The cumulative incidence of pleurodesis noted in our cohort may be related to systemic treatment of the malignancy and our standard daily drainage protocol. The daily drainage protocol has recently been validated externally by data from the ASAP (Impact of Aggressive versus Standard Drainage Regimen Using a Long-Term Indwelling Pleural Catheter) trial reporting an increased likelihood of pleurodesis with daily drainage (36). Intuitively, one would suspect that lack of inflammation due to neutropenia may decrease pleurodesis in these patients; however, our univariate and multivariate analysis did not find any relationship with the absolute neutrophil count. Interestingly, compared with lymphoma, patients with acute leukemia had a significantly shorter time to pleurodesis of 42 days, but the mechanism for this remains unclear.

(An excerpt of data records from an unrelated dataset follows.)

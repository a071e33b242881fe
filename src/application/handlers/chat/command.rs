//! Chat command, reply, and the terminal-event boundary shared by both
//! transports.

use crate::application::error::GatewayError;
use crate::application::relay::EventSink;
use crate::domain::foundation::{AgentId, AuthenticatedUser, RequestId, ThreadId};
use crate::domain::run::PollMode;
use crate::domain::stream::{StreamEvent, StreamMetrics};
use crate::ports::{ChatMessage, ChatRole};

/// One chat turn from an authenticated user.
#[derive(Debug, Clone)]
pub struct ChatCommand {
    pub request_id: RequestId,
    pub user: AuthenticatedUser,
    /// Logical agent the client selected.
    pub agent: AgentId,
    /// Full message history as the client holds it.
    pub messages: Vec<ChatMessage>,
    /// Thread id the client cached from an earlier `complete` event.
    pub session_thread: Option<ThreadId>,
    pub mode: PollMode,
}

impl ChatCommand {
    pub fn new(user: AuthenticatedUser, agent: AgentId, messages: Vec<ChatMessage>) -> Self {
        Self {
            request_id: RequestId::new(),
            user,
            agent,
            messages,
            session_thread: None,
            mode: PollMode::Interactive,
        }
    }

    pub fn with_request_id(mut self, request_id: RequestId) -> Self {
        self.request_id = request_id;
        self
    }

    pub fn with_session_thread(mut self, thread: Option<ThreadId>) -> Self {
        self.session_thread = thread;
        self
    }

    pub fn with_mode(mut self, mode: PollMode) -> Self {
        self.mode = mode;
        self
    }

    /// The newest user message, the one this turn answers.
    pub fn last_user_message(&self) -> Option<&str> {
        self.messages
            .iter()
            .rev()
            .find(|m| m.role == ChatRole::User)
            .map(|m| m.content.as_str())
    }

    pub fn validate(&self) -> Result<(), GatewayError> {
        match self.last_user_message() {
            Some(content) if !content.trim().is_empty() => Ok(()),
            Some(_) => Err(GatewayError::BadRequest(
                "The last user message is empty".to_string(),
            )),
            None => Err(GatewayError::BadRequest(
                "At least one user message is required".to_string(),
            )),
        }
    }
}

/// What a successful turn produced.
#[derive(Debug, Clone, PartialEq)]
pub struct ChatReply {
    pub content: String,
    /// Remote thread backing the conversation, for the run transport.
    pub thread_id: Option<ThreadId>,
    /// Timing for the native stream transport.
    pub metrics: Option<StreamMetrics>,
}

/// Emits the single terminal event for a finished turn.
pub(super) async fn emit_terminal(
    sink: &mut EventSink,
    result: &Result<ChatReply, GatewayError>,
    elapsed_ms: u64,
) {
    let event = match result {
        Ok(reply) => StreamEvent::Complete {
            content: reply.content.clone(),
            metrics: reply.metrics.clone(),
            thread_id: reply.thread_id.clone(),
        },
        Err(GatewayError::Cancelled) => {
            tracing::info!(elapsed_ms, "client disconnected");
            return;
        }
        Err(e) => {
            tracing::warn!(error = %e, elapsed_ms, "chat turn failed");
            StreamEvent::error(e.client_message(), elapsed_ms)
        }
    };
    sink.emit(event).await;
}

Based on overall survival by hematologic groups, chronic leukemia is an indolent disease until pleural effusion develops, and then it follows a course similar to lymphoma. Acute leukemia and multiple myeloma have worse overall survival by group comparatively, but we have previously reported that in patients with acute leukemia, the presence of a pleural effusion does not influence the overall survival (3). Compared with earlier reports showing a median survival of 3.4 months for lymphoma and other solid tumors after pleural catheter placement, overall survival in our lymphoma and chronic leukemia groups was longer, possibly related to advances in treatment options (21). Particularly with the advent of newer therapies, clinicians may increasingly encounter patients with pleural effusions in the setting of hematologic malignancies.

Limitations

Our study has the limitations inherent to retrospective studies. As a referral center, despite our best efforts at close communication, some details may have been lost to follow-up. Patients with recurrent pleural effusion who had other forms of pleurodesis or were unsuitable candidates for indwelling pleural catheter could not be readily identified and were not reviewed.

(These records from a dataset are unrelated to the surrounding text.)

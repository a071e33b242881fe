//! HTTP handlers for the chat endpoints.
//!
//! `Accept: text/event-stream` selects an SSE response fed live from the
//! turn's event channel; anything else waits for the turn and answers with
//! a single JSON body.

use std::sync::Arc;
use std::time::Duration;

use axum::extract::rejection::JsonRejection;
use axum::extract::State;
use axum::http::{header, HeaderMap, HeaderValue};
use axum::response::sse::{Event, KeepAlive, Sse};
use axum::response::{IntoResponse, Response};
use axum::Json;
use futures::stream::{self, Stream};
use tokio::sync::mpsc;

use super::dto::{ChatRequestDto, ChatResponseDto, ErrorResponse, StatsResponse};
use crate::adapters::http::middleware::{Authentication, RequireAuth};
use crate::application::{
    AssistantChatHandler, ChatCommand, ChatReply, EventSink, GatewayError, HealthRouter,
    PerformanceCounters, StreamChatHandler,
};
use crate::domain::foundation::{AuthError, AuthenticatedUser, RequestId};
use crate::domain::run::PollMode;
use crate::domain::stream::StreamEvent;
use crate::ports::ConversationCache;

/// Events buffered per request before the turn waits on the client.
pub const DEFAULT_CHANNEL_CAPACITY: usize = 64;

/// Correlation header read from requests and echoed on responses.
pub const REQUEST_ID_HEADER: &str = "x-request-id";

const KEEP_ALIVE_INTERVAL: Duration = Duration::from_secs(15);

// ════════════════════════════════════════════════════════════════════════════════
// Application State
// ════════════════════════════════════════════════════════════════════════════════

/// Shared state for chat handlers.
#[derive(Clone)]
pub struct ChatAppState {
    pub stream_handler: Arc<StreamChatHandler>,
    pub assistant_handler: Arc<AssistantChatHandler>,
    pub counters: Arc<PerformanceCounters>,
    pub cache: Arc<dyn ConversationCache>,
    pub router: Arc<HealthRouter>,
    pub channel_capacity: usize,
}

#[derive(Debug, Clone, Copy)]
enum Transport {
    Native,
    Assistant,
}

// ════════════════════════════════════════════════════════════════════════════════
// Handlers
// ════════════════════════════════════════════════════════════════════════════════

/// POST /api/chat/stream
pub async fn stream_chat(
    State(state): State<ChatAppState>,
    Authentication(auth): Authentication,
    headers: HeaderMap,
    payload: Result<Json<ChatRequestDto>, JsonRejection>,
) -> Response {
    dispatch(state, Transport::Native, auth, &headers, payload).await
}

/// POST /api/chat/assistant
pub async fn assistant_chat(
    State(state): State<ChatAppState>,
    Authentication(auth): Authentication,
    headers: HeaderMap,
    payload: Result<Json<ChatRequestDto>, JsonRejection>,
) -> Response {
    dispatch(state, Transport::Assistant, auth, &headers, payload).await
}

/// GET /api/chat/stats
pub async fn chat_stats(
    State(state): State<ChatAppState>,
    RequireAuth(_user): RequireAuth,
) -> Json<StatsResponse> {
    let cache_entries = match state.cache.len().await {
        Ok(len) => Some(len),
        Err(e) => {
            tracing::warn!(error = %e, "cache size unavailable");
            None
        }
    };

    Json(StatsResponse {
        performance: state.counters.stats(),
        cache_entries,
        instances: state.router.snapshot().await,
    })
}

/// GET /health
pub async fn health() -> Json<serde_json::Value> {
    Json(serde_json::json!({ "status": "ok" }))
}

// ════════════════════════════════════════════════════════════════════════════════
// Dispatch
// ════════════════════════════════════════════════════════════════════════════════

async fn dispatch(
    state: ChatAppState,
    transport: Transport,
    auth: Result<AuthenticatedUser, AuthError>,
    headers: &HeaderMap,
    payload: Result<Json<ChatRequestDto>, JsonRejection>,
) -> Response {
    let request_id = request_id(headers);
    let mut response = respond(state, transport, auth, headers, payload, request_id).await;
    if let Ok(value) = HeaderValue::from_str(&request_id.to_string()) {
        response.headers_mut().insert(REQUEST_ID_HEADER, value);
    }
    response
}

async fn respond(
    state: ChatAppState,
    transport: Transport,
    auth: Result<AuthenticatedUser, AuthError>,
    headers: &HeaderMap,
    payload: Result<Json<ChatRequestDto>, JsonRejection>,
    request_id: RequestId,
) -> Response {
    let wants_sse = accepts_event_stream(headers);

    let command = auth.map_err(GatewayError::from).and_then(|user| {
        let Json(body) =
            payload.map_err(|rejection| GatewayError::BadRequest(rejection.body_text()))?;
        body.into_command(user)
    });

    let command = match command {
        Ok(command) => command,
        Err(e) => {
            tracing::info!(request_id = %request_id, error = %e, "chat request rejected");
            return if wants_sse {
                single_event(StreamEvent::error(e.client_message(), 0))
            } else {
                error_response(&e)
            };
        }
    };

    // A watched stream polls tightly; a caller blocked on one JSON body
    // can wait on the slower schedule.
    let mode = if wants_sse {
        PollMode::Interactive
    } else {
        PollMode::Batch
    };
    let command = command.with_request_id(request_id).with_mode(mode);

    let (sink, rx) = EventSink::channel(state.channel_capacity);
    let turn = run_turn(state, transport, command, sink);

    if wants_sse {
        tokio::spawn(turn);
        event_stream(rx).into_response()
    } else {
        let (result, ()) = tokio::join!(turn, drain(rx));
        match result {
            Ok(reply) => Json(ChatResponseDto::from(reply)).into_response(),
            Err(e) => error_response(&e),
        }
    }
}

/// Caller's `x-request-id` when it is a UUID, else a fresh one.
fn request_id(headers: &HeaderMap) -> RequestId {
    headers
        .get(REQUEST_ID_HEADER)
        .and_then(|value| value.to_str().ok())
        .and_then(|value| RequestId::parse(value).ok())
        .unwrap_or_default()
}

async fn run_turn(
    state: ChatAppState,
    transport: Transport,
    command: ChatCommand,
    sink: EventSink,
) -> Result<ChatReply, GatewayError> {
    match transport {
        Transport::Native => state.stream_handler.handle(command, sink).await,
        Transport::Assistant => state.assistant_handler.handle(command, sink).await,
    }
}

fn accepts_event_stream(headers: &HeaderMap) -> bool {
    headers
        .get_all(header::ACCEPT)
        .iter()
        .filter_map(|value| value.to_str().ok())
        .any(|value| value.contains("text/event-stream"))
}

fn to_sse(event: &StreamEvent) -> Result<Event, axum::Error> {
    Event::default().event(event.name()).json_data(event)
}

fn event_stream(
    rx: mpsc::Receiver<StreamEvent>,
) -> Sse<impl Stream<Item = Result<Event, axum::Error>>> {
    let events = stream::unfold(rx, |mut rx| async move {
        let event = rx.recv().await?;
        Some((to_sse(&event), rx))
    });
    Sse::new(events).keep_alive(KeepAlive::new().interval(KEEP_ALIVE_INTERVAL))
}

fn single_event(event: StreamEvent) -> Response {
    let frame = stream::once(async move { to_sse(&event) });
    Sse::new(frame).into_response()
}

/// Consumes events nobody will see so the turn never blocks on the channel.
async fn drain(mut rx: mpsc::Receiver<StreamEvent>) {
    while rx.recv().await.is_some() {}
}

fn error_response(error: &GatewayError) -> Response {
    (
        error.status_code(),
        Json(ErrorResponse {
            error: error.client_message(),
        }),
    )
        .into_response()
}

Systematic evaluation of performance status and survey for symptomatic relief pre- and postintervention were not available in all patients due to the retrospective nature of the study. However, the potential for bias is minimal, because we used laboratory and pathologic data that were not influenced by personnel conducting the research, and for our primary outcomes, sufficient data were available from the electronic medical record.

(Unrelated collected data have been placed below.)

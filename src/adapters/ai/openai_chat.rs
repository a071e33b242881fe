//! OpenAI chat completions adapter for the native streaming transport.
//!
//! Posts a `stream: true` completion and hands the raw SSE body back to the
//! caller. Decoding lives in the stream relay.

use async_trait::async_trait;
use futures::StreamExt;
use reqwest::Client;
use serde::Serialize;
use std::time::Duration;

use super::openai_config::{build_client, check_status, OpenAIConfig};
use crate::ports::{
    ByteStream, ChatMessage, ChatRequest, ChatStreamProvider, InstanceCredentials, ProviderError,
};

/// OpenAI-compatible streaming chat provider.
pub struct OpenAIChatProvider {
    config: OpenAIConfig,
    client: Client,
}

impl OpenAIChatProvider {
    /// Streams stay open as long as tokens flow, so only the connect is bounded.
    pub fn new(config: OpenAIConfig) -> Result<Self, ProviderError> {
        let client = build_client(
            Client::builder()
                .connect_timeout(config.timeout.min(Duration::from_secs(10)))
                .pool_idle_timeout(Duration::from_secs(90)),
        )?;
        Ok(Self { config, client })
    }

    fn to_openai_request(request: ChatRequest) -> CompletionBody {
        CompletionBody {
            model: request.model,
            messages: request.messages,
            temperature: request.temperature,
            max_tokens: request.max_tokens,
            stream: true,
        }
    }
}

#[async_trait]
impl ChatStreamProvider for OpenAIChatProvider {
    async fn open_stream(
        &self,
        credentials: &InstanceCredentials,
        request: ChatRequest,
    ) -> Result<ByteStream, ProviderError> {
        let body = Self::to_openai_request(request);
        tracing::debug!(
            instance = %credentials.instance_id,
            model = %body.model,
            messages = body.messages.len(),
            "opening chat completion stream"
        );

        let builder = self
            .client
            .post(self.config.url("chat/completions"))
            .header("Accept", "text/event-stream")
            .json(&body);
        let response = self
            .config
            .authorize(builder, credentials)?
            .send()
            .await
            .map_err(ProviderError::from)?;
        let response = check_status(response).await?;

        let stream = response.bytes_stream().map(|chunk| {
            chunk
                .map(|bytes| bytes.to_vec())
                .map_err(|e| ProviderError::network(format!("stream error: {}", e)))
        });
        Ok(Box::pin(stream))
    }
}

#[derive(Debug, Serialize)]
struct CompletionBody {
    model: String,
    messages: Vec<ChatMessage>,
    #[serde(skip_serializing_if = "Option::is_none")]
    temperature: Option<f32>,
    #[serde(skip_serializing_if = "Option::is_none")]
    max_tokens: Option<u32>,
    stream: bool,
}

Finally, a single-institution cohort from a large-volume center may also be considered a limitation due to the generalizability of our findings. However, we believe that the techniques and processes, including sterile placement and standardized algorithms for follow-up, infection, catheter malfunction, and removal, that were used in the management of these patients are easily adopted and quite transferable. Moreover, being a large-volume center enabled us to describe the largest group of nonlymphomatous hematologic malignancies with indwelling pleural catheters in the medical literature thus far, with at least 6 months of close follow-up after indwelling pleural catheter removal in the vast majority of patients, thereby providing robust data on both short- and long-term follow-up for repeat pleural intervention and overall survival.

Conclusions

Placement of an indwelling pleural catheter is an established modality for symptom control for malignant pleural effusion in solid organ tumors. Although there may be a perception for increased risk of infection and bleeding in hematologic malignancies, the overall rate of significant pleural catheter-related complications was comparable in our study to that for patients with solid organ tumors. Percentage and time to infectious complications were also analogous. Patients achieved similar cumulative incidence of pleurodesis within the time frames reported in patients with solid organ malignancies. Bleeding complications may be minimized by optimizing hematologic parameters during insertion and at the time of removal.

Although there may be a general hesitation among clinicians to commit to a semipermanent indwelling device, our study highlights the safety of indwelling pleural catheters in this patient population, and given these results, a paradigm shift in the management of patients with hematologic malignancies and pleural effusions is warranted.